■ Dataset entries
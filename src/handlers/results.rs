// src/handlers/results.rs
//
// Grading surface. Single results are create-only (the dedupe guard for a
// non-idempotent write); bulk grading is the upsert path and commits all
// entries or none.

use axum::{
    Extension, Json,
    extract::{Path, Query, State},
    http::StatusCode,
    response::IntoResponse,
};
use serde_json::json;
use validator::Validate;

use crate::{
    error::AppError,
    handlers::{TimeoutParams, with_deadline},
    models::exam::Exam,
    models::result::{BulkGradeRequest, CreateResultRequest, ResultStats},
    platform::AuditEvent,
    state::AppState,
    store::GradeEntry,
    utils::context::TenantContext,
    utils::html::clean_html,
};

fn check_marks_ceiling(exam: &Exam, marks: i32) -> Result<(), AppError> {
    if marks > exam.total_marks {
        return Err(AppError::Validation(format!(
            "marks {} exceed the exam's total of {}",
            marks, exam.total_marks
        )));
    }
    Ok(())
}

pub async fn create_result(
    State(state): State<AppState>,
    Extension(ctx): Extension<TenantContext>,
    Path(exam_id): Path<i64>,
    Json(payload): Json<CreateResultRequest>,
) -> Result<impl IntoResponse, AppError> {
    payload
        .validate()
        .map_err(|e| AppError::Validation(e.to_string()))?;
    let exam = state.store.get_exam(ctx.college_id, exam_id).await?;
    check_marks_ceiling(&exam, payload.marks_obtained)?;

    let result = state
        .store
        .create_result(
            ctx.college_id,
            exam_id,
            payload.student_id,
            payload.marks_obtained,
            payload.remarks.as_deref().map(clean_html),
            ctx.user_id,
        )
        .await?;

    state
        .audit
        .record(AuditEvent {
            college_id: ctx.college_id,
            actor_id: ctx.user_id,
            action: "result.created",
            entity: format!("result:{}", result.id),
            detail: json!({ "exam_id": exam_id, "student_id": payload.student_id }),
        })
        .await;

    Ok((
        StatusCode::CREATED,
        Json(json!({ "data": result, "status": "ok" })),
    ))
}

pub async fn bulk_grade(
    State(state): State<AppState>,
    Extension(ctx): Extension<TenantContext>,
    Path(exam_id): Path<i64>,
    Query(timeout): Query<TimeoutParams>,
    Json(payload): Json<BulkGradeRequest>,
) -> Result<impl IntoResponse, AppError> {
    if payload.results.is_empty() {
        return Err(AppError::Validation("no results to grade".to_string()));
    }
    let exam = state.store.get_exam(ctx.college_id, exam_id).await?;

    let mut entries = Vec::with_capacity(payload.results.len());
    for (student_id, entry) in payload.results {
        entry
            .validate()
            .map_err(|e| AppError::Validation(format!("student {}: {}", student_id, e)))?;
        check_marks_ceiling(&exam, entry.marks_obtained)?;
        entries.push(GradeEntry {
            student_id,
            marks_obtained: entry.marks_obtained,
            remarks: entry.remarks.as_deref().map(clean_html),
        });
    }
    // Deterministic write order regardless of map iteration.
    entries.sort_by_key(|e| e.student_id);

    let graded = with_deadline(
        &state.config,
        timeout.timeout_ms,
        state
            .store
            .bulk_grade(ctx.college_id, exam_id, entries, ctx.user_id),
    )
    .await?;

    state
        .audit
        .record(AuditEvent {
            college_id: ctx.college_id,
            actor_id: ctx.user_id,
            action: "result.bulk_graded",
            entity: format!("exam:{}", exam_id),
            detail: json!({ "graded": graded.len() }),
        })
        .await;

    Ok(Json(json!({ "data": graded, "status": "ok" })))
}

pub async fn get_result(
    State(state): State<AppState>,
    Extension(ctx): Extension<TenantContext>,
    Path(result_id): Path<i64>,
) -> Result<impl IntoResponse, AppError> {
    let result = state.store.get_result(ctx.college_id, result_id).await?;
    Ok(Json(json!({ "data": result, "status": "ok" })))
}

pub async fn list_results(
    State(state): State<AppState>,
    Extension(ctx): Extension<TenantContext>,
    Path(exam_id): Path<i64>,
) -> Result<impl IntoResponse, AppError> {
    let results = state.store.list_results(ctx.college_id, exam_id).await?;
    Ok(Json(json!({ "data": results, "status": "ok" })))
}

pub async fn result_stats(
    State(state): State<AppState>,
    Extension(ctx): Extension<TenantContext>,
    Path(exam_id): Path<i64>,
) -> Result<impl IntoResponse, AppError> {
    let exam = state.store.get_exam(ctx.college_id, exam_id).await?;
    let marks = state.store.graded_marks(ctx.college_id, exam_id).await?;
    let stats = ResultStats::from_marks(exam_id, &marks, exam.passing_marks);
    Ok(Json(json!({ "data": stats, "status": "ok" })))
}
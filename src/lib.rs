// src/lib.rs

pub mod config;
pub mod error;
pub mod handlers;
pub mod models;
pub mod platform;
pub mod routes;
pub mod seating;
pub mod state;
pub mod store;
pub mod utils;

// Re-export specific items for convenience if needed
pub use routes::create_router;
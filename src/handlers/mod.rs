// src/handlers/mod.rs

pub mod allocation;
pub mod enrollments;
pub mod exams;
pub mod hall_tickets;
pub mod results;
pub mod revaluations;
pub mod rooms;

use std::future::Future;
use std::time::Duration;

use serde::Deserialize;

use crate::config::Config;
use crate::error::AppError;

/// Caller-supplied deadline for long write operations, in milliseconds.
/// Clamped to the configured ceiling.
#[derive(Debug, Default, Deserialize)]
pub struct TimeoutParams {
    pub timeout_ms: Option<u64>,
}

/// Runs a store operation under a deadline. An elapsed deadline drops the
/// future, which rolls any open transaction back whole.
pub(crate) async fn with_deadline<T, F>(
    config: &Config,
    requested: Option<u64>,
    fut: F,
) -> Result<T, AppError>
where
    F: Future<Output = Result<T, AppError>>,
{
    let ms = config.op_timeout_ms(requested);
    match tokio::time::timeout(Duration::from_millis(ms), fut).await {
        Ok(result) => result,
        Err(_) => Err(AppError::Store(format!(
            "operation exceeded its {}ms deadline",
            ms
        ))),
    }
}
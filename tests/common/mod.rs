// tests/common/mod.rs
//
// In-process test harness: the real router over the in-memory store, with
// a seeded directory and a capturing notifier. No database, no network.

use std::sync::Arc;

use axum::Router;
use axum::body::Body;
use axum::http::{Request, StatusCode, header};
use serde_json::Value;
use tower::ServiceExt;

use exam_backend::config::Config;
use exam_backend::platform::{
    College, Course, LogAuditSink, MemoryDirectory, MemoryNotifier, Student,
};
use exam_backend::routes::create_router;
use exam_backend::state::AppState;
use exam_backend::store::MemoryExamStore;

pub const COLLEGE: i64 = 1;
pub const OTHER_COLLEGE: i64 = 2;
pub const OPERATOR: i64 = 900;
pub const COURSE: i64 = 10;

pub struct TestApp {
    pub router: Router,
    pub notifier: Arc<MemoryNotifier>,
}

fn test_config() -> Config {
    Config {
        database_url: None,
        bind_addr: "127.0.0.1:0".to_string(),
        rust_log: "error".to_string(),
        default_op_timeout_ms: 5_000,
        max_op_timeout_ms: 10_000,
        seed_demo: false,
    }
}

/// Builds the app with two colleges; college 1 has students 101..=120 whose
/// roll numbers ascend with their ids, college 2 has student 201.
pub fn spawn_app() -> TestApp {
    let directory = MemoryDirectory::new();
    directory.add_college(College {
        id: COLLEGE,
        name: "Test Institute".to_string(),
    });
    directory.add_college(College {
        id: OTHER_COLLEGE,
        name: "Other Institute".to_string(),
    });
    directory.add_course(Course {
        id: COURSE,
        college_id: COLLEGE,
        code: "CS101".to_string(),
        title: "Algorithms".to_string(),
    });
    for id in 101..=120_i64 {
        directory.add_student(Student {
            id,
            college_id: COLLEGE,
            name: format!("Student {}", id),
            roll_number: format!("R-{:03}", id - 100),
        });
    }
    directory.add_student(Student {
        id: 201,
        college_id: OTHER_COLLEGE,
        name: "Outsider".to_string(),
        roll_number: "X-001".to_string(),
    });

    let notifier = Arc::new(MemoryNotifier::new());
    let state = AppState {
        store: Arc::new(MemoryExamStore::new()),
        directory: Arc::new(directory),
        audit: Arc::new(LogAuditSink),
        notifier: notifier.clone(),
        config: test_config(),
    };
    TestApp {
        router: create_router(state),
        notifier,
    }
}

async fn read_json_body(response: axum::response::Response) -> Value {
    let bytes = axum::body::to_bytes(response.into_body(), usize::MAX)
        .await
        .expect("body read failed");
    if bytes.is_empty() {
        Value::Null
    } else {
        serde_json::from_slice(&bytes).expect("body is not JSON")
    }
}

pub async fn request_as(
    app: &TestApp,
    college_id: i64,
    user_id: i64,
    method: &str,
    path: &str,
    body: Option<Value>,
) -> (StatusCode, Value) {
    let mut builder = Request::builder()
        .method(method)
        .uri(path)
        .header("x-college-id", college_id)
        .header("x-user-id", user_id)
        .header("x-user-role", "admin");
    let request = match body {
        Some(json) => builder
            .header(header::CONTENT_TYPE, "application/json")
            .body(Body::from(serde_json::to_vec(&json).unwrap()))
            .unwrap(),
        None => {
            builder = builder.header(header::CONTENT_TYPE, "application/json");
            builder.body(Body::empty()).unwrap()
        }
    };
    let response = app
        .router
        .clone()
        .oneshot(request)
        .await
        .expect("router call failed");
    let status = response.status();
    (status, read_json_body(response).await)
}

pub async fn request(
    app: &TestApp,
    method: &str,
    path: &str,
    body: Option<Value>,
) -> (StatusCode, Value) {
    request_as(app, COLLEGE, OPERATOR, method, path, body).await
}

pub fn exam_payload() -> Value {
    serde_json::json!({
        "course_id": COURSE,
        "title": "Algorithms Midterm",
        "exam_type": "midterm",
        "start_time": "2025-07-01T09:00:00Z",
        "end_time": "2025-07-01T12:00:00Z",
        "duration_minutes": 180,
        "total_marks": 100,
        "passing_marks": 50,
        "question_paper_set_count": 2,
    })
}

pub async fn create_exam(app: &TestApp) -> i64 {
    let (status, body) = request(app, "POST", "/api/exams", Some(exam_payload())).await;
    assert_eq!(status, StatusCode::CREATED, "exam create failed: {}", body);
    body["data"]["id"].as_i64().unwrap()
}

pub async fn create_room(app: &TestApp, name: &str, capacity: i32) -> i64 {
    let (status, body) = request(
        app,
        "POST",
        "/api/exam-rooms",
        Some(serde_json::json!({ "name": name, "capacity": capacity })),
    )
    .await;
    assert_eq!(status, StatusCode::CREATED, "room create failed: {}", body);
    body["data"]["id"].as_i64().unwrap()
}

pub async fn enroll(app: &TestApp, exam_id: i64, student_id: i64) {
    let (status, body) = request(
        app,
        "POST",
        &format!("/api/exams/{}/enroll", exam_id),
        Some(serde_json::json!({ "student_id": student_id })),
    )
    .await;
    assert!(
        status == StatusCode::CREATED || status == StatusCode::OK,
        "enroll failed: {}",
        body
    );
}

pub async fn allocate(app: &TestApp, exam_id: i64) -> (StatusCode, Value) {
    request(
        app,
        "POST",
        &format!("/api/exams/{}/allocate-seats", exam_id),
        None,
    )
    .await
}

pub async fn list_enrollments(app: &TestApp, exam_id: i64) -> Vec<Value> {
    let (status, body) = request(
        app,
        "GET",
        &format!("/api/exams/{}/enrollments", exam_id),
        None,
    )
    .await;
    assert_eq!(status, StatusCode::OK);
    body["data"].as_array().unwrap().clone()
}
// src/seating.rs
//
// Pure seat-planning logic. The planner sees a snapshot of enrollments and
// eligible rooms and produces a deterministic plan; persisting the plan
// atomically is the store's job.

use serde::Serialize;

use crate::error::AppError;
use crate::models::room::ExamRoom;

/// One student awaiting a seat. Roll numbers come from the student
/// directory and drive the deterministic seating order.
#[derive(Debug, Clone)]
pub struct SeatCandidate {
    pub enrollment_id: i64,
    pub student_id: i64,
    pub roll_number: String,
}

/// One planned seat: which enrollment row gets which room, seat label and
/// question-paper set.
#[derive(Debug, Clone, PartialEq, Eq, Serialize)]
pub struct SeatAssignment {
    pub enrollment_id: i64,
    pub student_id: i64,
    pub room_id: i64,
    pub seat_number: String,
    pub question_paper_set: i32,
}

#[derive(Debug, Clone, PartialEq, Eq, Serialize)]
pub struct RoomUsage {
    pub room_id: i64,
    pub room_name: String,
    pub capacity: i32,
    pub seats_filled: i32,
}

/// Output of the planner: assignments in seating order plus the rooms that
/// actually received students (one booking each).
#[derive(Debug, Clone, PartialEq, Eq, Serialize)]
pub struct AllocationPlan {
    pub assignments: Vec<SeatAssignment>,
    pub rooms_used: Vec<RoomUsage>,
}

/// Response body for the allocation endpoint.
#[derive(Debug, Serialize)]
pub struct AllocationSummary {
    pub exam_id: i64,
    pub students_seated: usize,
    pub question_paper_set_count: i32,
    pub rooms_used: Vec<RoomUsage>,
}

pub fn seat_label(room_ordinal: usize, seat_seq: usize) -> String {
    format!("R{}-{:03}", room_ordinal, seat_seq)
}

/// Plans seats for every candidate or fails without planning anything.
///
/// Candidates are seated in roll-number order (ties broken by student id);
/// rooms are packed largest-capacity first (ties broken by room id) so the
/// fewest rooms are booked. Within a room, seat labels are sequential and
/// the paper set cycles over `[0, paper_set_count)` by seat index, so
/// consecutive seats never share a set when two or more sets exist.
pub fn plan_allocation(
    candidates: &[SeatCandidate],
    rooms: &[ExamRoom],
    paper_set_count: i32,
) -> Result<AllocationPlan, AppError> {
    let total_capacity: i64 = rooms.iter().map(|r| r.capacity as i64).sum();
    if (candidates.len() as i64) > total_capacity {
        return Err(AppError::Capacity(format!(
            "{} students enrolled but only {} seats available across {} eligible rooms",
            candidates.len(),
            total_capacity,
            rooms.len()
        )));
    }

    let mut ordered_candidates: Vec<&SeatCandidate> = candidates.iter().collect();
    ordered_candidates.sort_by(|a, b| {
        a.roll_number
            .cmp(&b.roll_number)
            .then(a.student_id.cmp(&b.student_id))
    });

    let mut ordered_rooms: Vec<&ExamRoom> = rooms.iter().collect();
    ordered_rooms.sort_by(|a, b| b.capacity.cmp(&a.capacity).then(a.id.cmp(&b.id)));

    let mut assignments = Vec::with_capacity(ordered_candidates.len());
    let mut rooms_used = Vec::new();
    let mut remaining = ordered_candidates.as_slice();

    for room in ordered_rooms {
        if remaining.is_empty() {
            break;
        }
        let take = remaining.len().min(room.capacity as usize);
        let (batch, rest) = remaining.split_at(take);
        let room_ordinal = rooms_used.len() + 1;

        for (idx, candidate) in batch.iter().enumerate() {
            assignments.push(SeatAssignment {
                enrollment_id: candidate.enrollment_id,
                student_id: candidate.student_id,
                room_id: room.id,
                seat_number: seat_label(room_ordinal, idx + 1),
                question_paper_set: (idx as i32) % paper_set_count,
            });
        }
        rooms_used.push(RoomUsage {
            room_id: room.id,
            room_name: room.name.clone(),
            capacity: room.capacity,
            seats_filled: take as i32,
        });
        remaining = rest;
    }

    Ok(AllocationPlan {
        assignments,
        rooms_used,
    })
}

#[cfg(test)]
mod tests {
    use super::*;

    fn room(id: i64, name: &str, capacity: i32) -> ExamRoom {
        ExamRoom {
            id,
            college_id: 1,
            name: name.to_string(),
            capacity,
            is_active: true,
            created_at: None,
        }
    }

    fn candidate(enrollment_id: i64, student_id: i64, roll: &str) -> SeatCandidate {
        SeatCandidate {
            enrollment_id,
            student_id,
            roll_number: roll.to_string(),
        }
    }

    #[test]
    fn two_students_one_room_two_sets() {
        let candidates = vec![candidate(11, 101, "1"), candidate(12, 102, "2")];
        let rooms = vec![room(1, "Hall A", 2)];

        let plan = plan_allocation(&candidates, &rooms, 2).unwrap();

        assert_eq!(plan.assignments.len(), 2);
        assert_eq!(plan.assignments[0].student_id, 101);
        assert_eq!(plan.assignments[0].seat_number, "R1-001");
        assert_eq!(plan.assignments[0].question_paper_set, 0);
        assert_eq!(plan.assignments[1].student_id, 102);
        assert_eq!(plan.assignments[1].seat_number, "R1-002");
        assert_eq!(plan.assignments[1].question_paper_set, 1);
        assert_eq!(plan.rooms_used.len(), 1);
        assert_eq!(plan.rooms_used[0].seats_filled, 2);
    }

    #[test]
    fn larger_rooms_fill_first_with_id_tiebreak() {
        let candidates: Vec<SeatCandidate> = (0..5)
            .map(|i| candidate(i + 1, i + 100, &format!("{:02}", i)))
            .collect();
        // Same capacity: room 2 beats room 7 on id. Room 9 is biggest.
        let rooms = vec![room(7, "B", 2), room(9, "C", 3), room(2, "A", 2)];

        let plan = plan_allocation(&candidates, &rooms, 1).unwrap();

        assert_eq!(plan.rooms_used.len(), 2);
        assert_eq!(plan.rooms_used[0].room_id, 9);
        assert_eq!(plan.rooms_used[0].seats_filled, 3);
        assert_eq!(plan.rooms_used[1].room_id, 2);
        assert_eq!(plan.rooms_used[1].seats_filled, 2);
        // Seat labels restart per room ordinal.
        assert_eq!(plan.assignments[3].seat_number, "R2-001");
    }

    #[test]
    fn seating_order_follows_roll_then_student_id() {
        let candidates = vec![
            candidate(1, 300, "B-02"),
            candidate(2, 100, "A-01"),
            candidate(3, 50, "B-02"),
        ];
        let rooms = vec![room(1, "Hall", 10)];

        let plan = plan_allocation(&candidates, &rooms, 1).unwrap();

        let order: Vec<i64> = plan.assignments.iter().map(|a| a.student_id).collect();
        assert_eq!(order, vec![100, 50, 300]);
    }

    #[test]
    fn insufficient_capacity_plans_nothing() {
        let candidates = vec![
            candidate(1, 1, "1"),
            candidate(2, 2, "2"),
            candidate(3, 3, "3"),
        ];
        let rooms = vec![room(1, "Tiny", 2)];

        let err = plan_allocation(&candidates, &rooms, 1).unwrap_err();
        assert!(matches!(err, AppError::Capacity(_)));
    }

    #[test]
    fn no_rooms_with_candidates_is_a_capacity_error() {
        let candidates = vec![candidate(1, 1, "1")];
        let err = plan_allocation(&candidates, &[], 1).unwrap_err();
        assert!(matches!(err, AppError::Capacity(_)));
    }

    #[test]
    fn zero_candidates_yield_an_empty_plan() {
        let rooms = vec![room(1, "Hall", 30)];
        let plan = plan_allocation(&[], &rooms, 1).unwrap();
        assert!(plan.assignments.is_empty());
        assert!(plan.rooms_used.is_empty());
    }

    #[test]
    fn consecutive_seats_never_share_a_paper_set() {
        let candidates: Vec<SeatCandidate> = (0..10)
            .map(|i| candidate(i + 1, i + 1, &format!("{:02}", i)))
            .collect();
        let rooms = vec![room(1, "Hall", 10)];

        let plan = plan_allocation(&candidates, &rooms, 3).unwrap();

        for pair in plan.assignments.windows(2) {
            assert_ne!(
                pair[0].question_paper_set, pair[1].question_paper_set,
                "adjacent seats {} and {} share a set",
                pair[0].seat_number, pair[1].seat_number
            );
        }
    }

    #[test]
    fn planning_is_deterministic() {
        let candidates = vec![
            candidate(4, 40, "R-04"),
            candidate(2, 20, "R-02"),
            candidate(3, 30, "R-03"),
        ];
        let rooms = vec![room(5, "A", 2), room(6, "B", 2)];

        let first = plan_allocation(&candidates, &rooms, 2).unwrap();
        let second = plan_allocation(&candidates, &rooms, 2).unwrap();
        assert_eq!(first, second);
    }
}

■ TASK TO COMPLETE
All that belongs in your answer is the stretch of entries above from the line with "use axum::body::Body;" through the line with "let notifier = Arc::new(MemoryNotifier::new());", printed exactly.

■ RESPONSE
use axum::body::Body;
use axum::http::{Request, StatusCode, header};
use serde_json::Value;
use tower::ServiceExt;

use exam_backend::config::Config;
use exam_backend::platform::{
    College, Course, LogAuditSink, MemoryDirectory, MemoryNotifier, Student,
};
use exam_backend::routes::create_router;
use exam_backend::state::AppState;
use exam_backend::store::MemoryExamStore;

pub const COLLEGE: i64 = 1;
pub const OTHER_COLLEGE: i64 = 2;
pub const OPERATOR: i64 = 900;
pub const COURSE: i64 = 10;

pub struct TestApp {
    pub router: Router,
    pub notifier: Arc<MemoryNotifier>,
}

fn test_config() -> Config {
    Config {
        database_url: None,
        bind_addr: "127.0.0.1:0".to_string(),
        rust_log: "error".to_string(),
        default_op_timeout_ms: 5_000,
        max_op_timeout_ms: 10_000,
        seed_demo: false,
    }
}

/// Builds the app with two colleges; college 1 has students 101..=120 whose
/// roll numbers ascend with their ids, college 2 has student 201.
pub fn spawn_app() -> TestApp {
    let directory = MemoryDirectory::new();
    directory.add_college(College {
        id: COLLEGE,
        name: "Test Institute".to_string(),
    });
    directory.add_college(College {
        id: OTHER_COLLEGE,
        name: "Other Institute".to_string(),
    });
    directory.add_course(Course {
        id: COURSE,
        college_id: COLLEGE,
        code: "CS101".to_string(),
        title: "Algorithms".to_string(),
    });
    for id in 101..=120_i64 {
        directory.add_student(Student {
            id,
            college_id: COLLEGE,
            name: format!("Student {}", id),
            roll_number: format!("R-{:03}", id - 100),
        });
    }
    directory.add_student(Student {
        id: 201,
        college_id: OTHER_COLLEGE,
        name: "Outsider".to_string(),
        roll_number: "X-001".to_string(),
    });

    let notifier = Arc::new(MemoryNotifier::new());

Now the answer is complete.